- _REQUIRED ACTION_: Restate, word for word, the lines from the opening line of the data through the line containing "use super::SummaryOptions;", both included, and nothing else.

================

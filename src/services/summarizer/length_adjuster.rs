// Length Adjuster
// Keeps summaries inside a target word window, with a coverage-spreading fallback

use serde::{Deserialize, Serialize};
use tracing::{debug, info};

use crate::models::{ScoredSentence, Summary, SummaryMethod};
use crate::services::sentence_segmenter::segment_sentences;
use crate::services::text_processor::{
    ensure_terminated, join_sentences, normalize_whitespace, truncate_chars, word_count,
    WordFrequencyTable,
};

use super::scorer::score_sentences;
use super::selector::{rank, top_k_in_order};
use super::SummaryOptions;

/// Inclusive word-count window
#[derive(Debug, Clone, Copy, PartialEq, Eq, Serialize, Deserialize)]
pub struct Window {
    pub min: usize,
    pub max: usize,
}

impl Window {
    /// Bounds are swapped when given inverted
    pub fn new(min: usize, max: usize) -> Self {
        if min > max {
            Self { min: max, max: min }
        } else {
            Self { min, max }
        }
    }

    pub fn contains(&self, words: usize) -> bool {
        self.min <= words && words <= self.max
    }
}

impl Default for Window {
    fn default() -> Self {
        Self { min: 60, max: 80 }
    }
}

/// Four evenly spread positions: total * {1,2,3,4} / 5
pub fn spread_indices(total: usize) -> [usize; 4] {
    [total / 5, 2 * total / 5, 3 * total / 5, 4 * total / 5]
}

fn count_words<K>(parts: &[(K, String)]) -> usize {
    parts.iter().map(|(_, p)| word_count(p)).sum()
}

/// Grow or shrink a keyed sentence list toward `window`.
///
/// Under the minimum, `candidates` whose key is not yet present are appended in
/// the order given until the minimum is met; appending stops at the first
/// candidate that would push the count past the maximum. The list is then
/// re-sorted by key. Over the maximum, entries are dropped from the end one
/// at a time, never below a single entry.
pub fn fit_to_window<K, I>(mut selected: Vec<(K, String)>, candidates: I, window: Window) -> Vec<(K, String)>
where
    K: Ord + Copy,
    I: IntoIterator<Item = (K, String)>,
{
    let mut words = count_words(&selected);

    if words < window.min {
        for (key, text) in candidates {
            if words >= window.min {
                break;
            }
            if selected.iter().any(|(k, _)| *k == key) {
                continue;
            }
            let added = word_count(&text);
            if words + added > window.max {
                break;
            }
            selected.push((key, text));
            words += added;
        }
        selected.sort_by_key(|(k, _)| *k);
    }

    while words > window.max && selected.len() > 1 {
        selected.pop();
        words = count_words(&selected);
    }

    debug!(
        words,
        sentences = selected.len(),
        min = window.min,
        max = window.max,
        "[length_adjuster] fitted"
    );
    selected
}

/// Render sentence contents as a terminated summary
pub(crate) fn finalize<S: AsRef<str>>(parts: &[S], method: SummaryMethod, window: Window) -> Summary {
    let text = ensure_terminated(&join_sentences(parts));
    let words = word_count(&text);
    Summary {
        text,
        word_count: words,
        sentence_count: parts.len(),
        method,
        within_window: window.contains(words),
    }
}

/// Last resort when no sentence can be segmented: cut the raw text to
/// `window.max` characters.
pub fn truncate_fallback(text: &str, window: Window) -> Summary {
    let normalized = normalize_whitespace(text);
    let cut = truncate_chars(&normalized, window.max);
    let text = ensure_terminated(cut);
    let words = word_count(&text);
    Summary {
        text,
        word_count: words,
        sentence_count: 1,
        method: SummaryMethod::Truncated,
        within_window: window.contains(words),
    }
}

/// Re-select from the whole document: top-k sentences, widened with evenly
/// spread sentences when short, trimmed from the end when long.
pub fn extractive_fallback(text: &str, options: &SummaryOptions) -> Summary {
    let window = options.window();
    let sentences = segment_sentences(text);
    if sentences.is_empty() {
        info!("[length_adjuster] no sentences found, truncating raw text");
        return truncate_fallback(text, window);
    }

    let table = WordFrequencyTable::from_text(text);
    let scored = score_sentences(&sentences, &table, options.rarity_threshold);
    let selected: Vec<(usize, String)> = top_k_in_order(&scored, options.num_sentences)
        .into_iter()
        .map(|s| (s.original_index, s.content().to_string()))
        .collect();

    let total = sentences.len();
    let spread = spread_indices(total)
        .into_iter()
        .filter(|&i| i < total)
        .map(|i| (i, sentences[i].content().to_string()));

    let fitted = fit_to_window(selected, spread, window);
    let parts: Vec<String> = fitted.into_iter().map(|(_, p)| p).collect();
    finalize(&parts, SummaryMethod::Fallback, window)
}

/// Keep `candidate` when it already sits inside the window; otherwise
/// recompute with the fallback selector.
pub fn adjust_to_target_length(candidate: Summary, text: &str, options: &SummaryOptions) -> Summary {
    let window = options.window();
    if window.contains(candidate.word_count) {
        return candidate;
    }
    info!(
        words = candidate.word_count,
        min = window.min,
        max = window.max,
        "[length_adjuster] outside window, using fallback selection"
    );
    extractive_fallback(text, options)
}

/// Fit hosted-model output into `window`.
///
/// Generated sentences keep their order and come first. When they fall short
/// of the minimum, the best-ranked `scored` source sentences not already in the
/// output are appended after them, in source order. Over-long output loses
/// trailing sentences. Returns `None` when `generated` has no sentence.
pub fn window_generated(generated: &str, scored: &[ScoredSentence], window: Window) -> Option<Summary> {
    let sentences = segment_sentences(generated);
    if sentences.is_empty() {
        return None;
    }
    let generated_text = normalize_whitespace(generated);

    let selected: Vec<((u8, usize), String)> = sentences
        .iter()
        .map(|s| ((0u8, s.index), s.content().to_string()))
        .collect();
    let extras = rank(scored)
        .into_iter()
        .filter(|s| !generated_text.contains(s.content()))
        .map(|s| ((1u8, s.original_index), s.content().to_string()));

    let fitted = fit_to_window(selected, extras, window);
    let parts: Vec<String> = fitted.into_iter().map(|(_, p)| p).collect();
    Some(finalize(&parts, SummaryMethod::Provider, window))
}

#[cfg(test)]
mod tests {
    use super::*;

    fn words(n: usize, tag: &str) -> String {
        (0..n).map(|i| format!("{}{}", tag, i)).collect::<Vec<_>>().join(" ")
    }

    #[test]
    fn test_window_swaps_inverted_bounds() {
        let w = Window::new(80, 60);
        assert_eq!(w, Window { min: 60, max: 80 });
        assert!(w.contains(60));
        assert!(w.contains(80));
        assert!(!w.contains(81));
    }

    #[test]
    fn test_spread_indices() {
        assert_eq!(spread_indices(12), [2, 4, 7, 9]);
        assert_eq!(spread_indices(3), [0, 1, 1, 2]);
    }

    #[test]
    fn test_fit_extends_until_minimum() {
        let selected = vec![(0usize, words(10, "a")), (5, words(10, "b"))];
        let candidates = vec![(2usize, words(10, "c")), (3, words(10, "d")), (4, words(10, "e"))];
        let fitted = fit_to_window(selected, candidates, Window::new(30, 50));
        let keys: Vec<usize> = fitted.iter().map(|(k, _)| *k).collect();
        assert_eq!(keys, vec![0, 2, 5]);
        assert_eq!(count_words(&fitted), 30);
    }

    #[test]
    fn test_fit_skips_used_and_stops_before_exceeding_max() {
        let selected = vec![(0usize, words(10, "a"))];
        let candidates = vec![(0usize, words(10, "dup")), (1, words(15, "b")), (2, words(40, "c")), (3, words(5, "d"))];
        let fitted = fit_to_window(selected, candidates, Window::new(50, 60));
        let keys: Vec<usize> = fitted.iter().map(|(k, _)| *k).collect();
        assert_eq!(keys, vec![0, 1]);
        assert_eq!(count_words(&fitted), 25);
    }

    #[test]
    fn test_fit_trims_from_end_but_keeps_one() {
        let selected = vec![(0usize, words(30, "a")), (1, words(30, "b")), (2, words(30, "c"))];
        let fitted = fit_to_window(selected, Vec::new(), Window::new(10, 65));
        assert_eq!(fitted.len(), 2);

        let single = vec![(0usize, words(200, "x"))];
        let fitted = fit_to_window(single, Vec::new(), Window::new(10, 20));
        assert_eq!(fitted.len(), 1);
        assert_eq!(count_words(&fitted), 200);
    }

    #[test]
    fn test_truncate_fallback() {
        let summary = truncate_fallback("  ।।। ", Window::default());
        assert_eq!(summary.text, "।");
        assert_eq!(summary.method, SummaryMethod::Truncated);

        let long = "क".repeat(200);
        let summary = truncate_fallback(&long, Window::new(60, 80));
        assert_eq!(summary.text.chars().count(), 81);
        assert!(summary.text.ends_with('।'));
    }

    #[test]
    fn test_adjust_keeps_in_window_candidate() {
        let options = SummaryOptions::default().with_window(2, 10);
        let candidate = finalize(&["यो सारांश हो"], SummaryMethod::Extractive, options.window());
        let adjusted = adjust_to_target_length(candidate.clone(), "पूरै फरक पाठ।", &options);
        assert_eq!(adjusted, candidate);
    }

    #[test]
    fn test_fallback_grows_short_selection() {
        // 12 sentences of 6 words each; top-5 yields 30 words, below the 40 minimum
        let text = (0..12)
            .map(|i| format!("{}।", words(6, &format!("s{}w", i))))
            .collect::<Vec<_>>()
            .join(" ");
        let options = SummaryOptions::default().with_window(40, 60);
        let summary = extractive_fallback(&text, &options);
        assert_eq!(summary.method, SummaryMethod::Fallback);
        assert!(summary.word_count >= 40);
        assert!(summary.word_count <= 60);
        assert!(summary.within_window);
        assert!(summary.text.ends_with('।'));
        assert_eq!(summary.text.matches('।').count(), 1);
    }

    #[test]
    fn test_fallback_trims_long_selection() {
        let text = (0..8)
            .map(|i| format!("{}।", words(30, &format!("s{}w", i))))
            .collect::<Vec<_>>()
            .join(" ");
        let options = SummaryOptions::default();
        let summary = extractive_fallback(&text, &options);
        assert_eq!(summary.sentence_count, 2);
        assert_eq!(summary.word_count, 60);
    }

    fn scored_source(text: &str) -> Vec<ScoredSentence> {
        let sentences = segment_sentences(text);
        let table = WordFrequencyTable::from_text(text);
        score_sentences(&sentences, &table, 3)
    }

    #[test]
    fn test_generated_too_long_drops_trailing_sentences() {
        let generated = format!("{}। {}। {}।", words(30, "a"), words(30, "b"), words(30, "c"));
        let summary = window_generated(&generated, &[], Window::new(10, 65)).unwrap();
        assert_eq!(summary.method, SummaryMethod::Provider);
        assert_eq!(summary.sentence_count, 2);
        assert_eq!(summary.word_count, 60);
        assert!(summary.text.starts_with("a0 "));
        assert!(!summary.text.contains("c0"));

        let single = format!("{}।", words(200, "x"));
        let summary = window_generated(&single, &[], Window::new(10, 20)).unwrap();
        assert_eq!(summary.sentence_count, 1);
        assert_eq!(summary.word_count, 200);
        assert!(!summary.within_window);
    }

    #[test]
    fn test_generated_short_output_gains_source_sentences_after_it() {
        // Source sentences 0..6, each 10 words; sentence 3 carries a digit and ranks high
        let source = (0..6)
            .map(|i| {
                if i == 3 {
                    format!("{} २०८०।", words(9, &format!("s{}w", i)))
                } else {
                    format!("{}।", words(10, &format!("s{}w", i)))
                }
            })
            .collect::<Vec<_>>()
            .join(" ");
        let scored = scored_source(&source);

        // Generated output repeats source sentence 0 and adds one of its own
        let generated = format!("{}। {}।", words(10, "g"), words(10, "s0w"));
        let summary = window_generated(&generated, &scored, Window::new(40, 45)).unwrap();

        assert_eq!(summary.word_count, 40);
        assert_eq!(summary.sentence_count, 4);
        assert!(summary.within_window);
        // Generated sentences lead, in their own order
        assert!(summary.text.starts_with(&format!("{} {}", words(10, "g"), words(10, "s0w"))));
        // Sentence 0 is already in the output and is not repeated
        assert_eq!(summary.text.matches("s0w0 ").count(), 1);

        // The two best-ranked unused source sentences follow, in source order
        let ranked: Vec<usize> = rank(&scored)
            .into_iter()
            .filter(|s| s.original_index != 0)
            .take(2)
            .map(|s| s.original_index)
            .collect();
        assert!(ranked.contains(&3));
        let mut expected = ranked.clone();
        expected.sort_unstable();
        let positions: Vec<usize> = expected
            .iter()
            .map(|i| summary.text.find(&format!("s{}w0 ", i)).unwrap())
            .collect();
        assert!(positions[0] < positions[1]);
        assert!(positions[0] > summary.text.find("s0w0 ").unwrap());
    }

    #[test]
    fn test_generated_output_ends_with_single_terminator() {
        let generated = "पहिलो वाक्य यहाँ छ । दोस्रो वाक्य पनि छ।। तेस्रो वाक्य बिना विराम";
        let summary = window_generated(generated, &[], Window::new(1, 50)).unwrap();
        assert_eq!(summary.sentence_count, 3);
        assert!(summary.text.ends_with("विराम।"));
        assert_eq!(summary.text.matches('।').count(), 1);

        assert!(window_generated("  ।। ", &[], Window::default()).is_none());
    }
}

================

- _ANSWER SECTION_:
filename src/services/summarizer/length_adjuster.rs
// Length Adjuster
// Keeps summaries inside a target word window, with a coverage-spreading fallback

use serde::{Deserialize, Serialize};
use tracing::{debug, info};

use crate::models::{ScoredSentence, Summary, SummaryMethod};
use crate::services::sentence_segmenter::segment_sentences;
use crate::services::text_processor::{
    ensure_terminated, join_sentences, normalize_whitespace, truncate_chars, word_count,
    WordFrequencyTable,
};

use super::scorer::score_sentences;
use super::selector::{rank, top_k_in_order};
use super::SummaryOptions;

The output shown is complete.